*What to work on*: Only lines containing the string "impl" belong in the answer; find them in the records and copy them.

*Records for this exercise*:
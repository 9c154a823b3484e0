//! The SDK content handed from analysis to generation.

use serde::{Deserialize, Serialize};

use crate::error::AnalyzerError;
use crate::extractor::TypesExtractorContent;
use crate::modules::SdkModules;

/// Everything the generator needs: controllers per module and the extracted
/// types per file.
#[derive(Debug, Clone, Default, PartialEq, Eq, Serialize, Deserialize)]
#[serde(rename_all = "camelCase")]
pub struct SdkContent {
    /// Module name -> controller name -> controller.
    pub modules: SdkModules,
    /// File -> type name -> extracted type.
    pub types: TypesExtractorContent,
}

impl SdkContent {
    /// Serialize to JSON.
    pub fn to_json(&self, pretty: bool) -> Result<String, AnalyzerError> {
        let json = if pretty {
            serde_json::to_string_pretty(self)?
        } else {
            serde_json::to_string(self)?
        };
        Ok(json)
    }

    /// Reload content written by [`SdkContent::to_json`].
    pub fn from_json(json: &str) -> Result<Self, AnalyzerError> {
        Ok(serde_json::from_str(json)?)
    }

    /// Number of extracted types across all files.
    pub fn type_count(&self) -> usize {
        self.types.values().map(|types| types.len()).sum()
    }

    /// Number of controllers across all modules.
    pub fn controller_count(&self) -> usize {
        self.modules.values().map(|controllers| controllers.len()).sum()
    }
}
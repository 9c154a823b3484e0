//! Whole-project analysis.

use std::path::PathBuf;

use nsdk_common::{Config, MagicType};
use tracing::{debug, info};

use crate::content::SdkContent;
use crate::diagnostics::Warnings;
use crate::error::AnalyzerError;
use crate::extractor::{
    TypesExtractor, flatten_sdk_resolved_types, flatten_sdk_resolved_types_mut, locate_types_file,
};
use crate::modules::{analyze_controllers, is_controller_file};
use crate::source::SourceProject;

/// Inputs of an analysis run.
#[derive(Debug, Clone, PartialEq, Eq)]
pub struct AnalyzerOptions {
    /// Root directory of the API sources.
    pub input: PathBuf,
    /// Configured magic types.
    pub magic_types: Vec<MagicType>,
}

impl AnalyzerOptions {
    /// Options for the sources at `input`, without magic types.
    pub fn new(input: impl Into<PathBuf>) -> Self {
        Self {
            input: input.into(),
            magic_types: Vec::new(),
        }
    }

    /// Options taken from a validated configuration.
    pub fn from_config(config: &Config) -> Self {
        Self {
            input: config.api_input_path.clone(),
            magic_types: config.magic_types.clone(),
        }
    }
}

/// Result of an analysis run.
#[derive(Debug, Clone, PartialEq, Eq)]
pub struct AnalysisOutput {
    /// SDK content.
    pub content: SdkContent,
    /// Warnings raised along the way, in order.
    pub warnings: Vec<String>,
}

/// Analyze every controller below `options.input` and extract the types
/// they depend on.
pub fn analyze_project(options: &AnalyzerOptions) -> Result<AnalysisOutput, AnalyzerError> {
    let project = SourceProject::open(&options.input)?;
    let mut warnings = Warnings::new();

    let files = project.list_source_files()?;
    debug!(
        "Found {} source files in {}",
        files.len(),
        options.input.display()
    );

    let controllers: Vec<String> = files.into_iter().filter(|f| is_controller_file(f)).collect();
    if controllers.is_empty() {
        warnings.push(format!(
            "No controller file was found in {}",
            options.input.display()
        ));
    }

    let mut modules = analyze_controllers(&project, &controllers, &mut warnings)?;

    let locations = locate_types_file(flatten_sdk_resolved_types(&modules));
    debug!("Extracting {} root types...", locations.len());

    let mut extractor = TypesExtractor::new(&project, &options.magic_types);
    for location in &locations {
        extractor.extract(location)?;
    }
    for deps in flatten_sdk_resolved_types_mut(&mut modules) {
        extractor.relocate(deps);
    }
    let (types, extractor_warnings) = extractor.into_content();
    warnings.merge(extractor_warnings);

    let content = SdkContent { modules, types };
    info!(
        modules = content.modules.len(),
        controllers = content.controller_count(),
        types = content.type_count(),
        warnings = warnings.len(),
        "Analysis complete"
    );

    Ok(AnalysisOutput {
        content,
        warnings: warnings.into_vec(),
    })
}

*Answer for the task*:
impl SdkContent {
impl AnalyzerOptions {
    pub fn new(input: impl Into<PathBuf>) -> Self {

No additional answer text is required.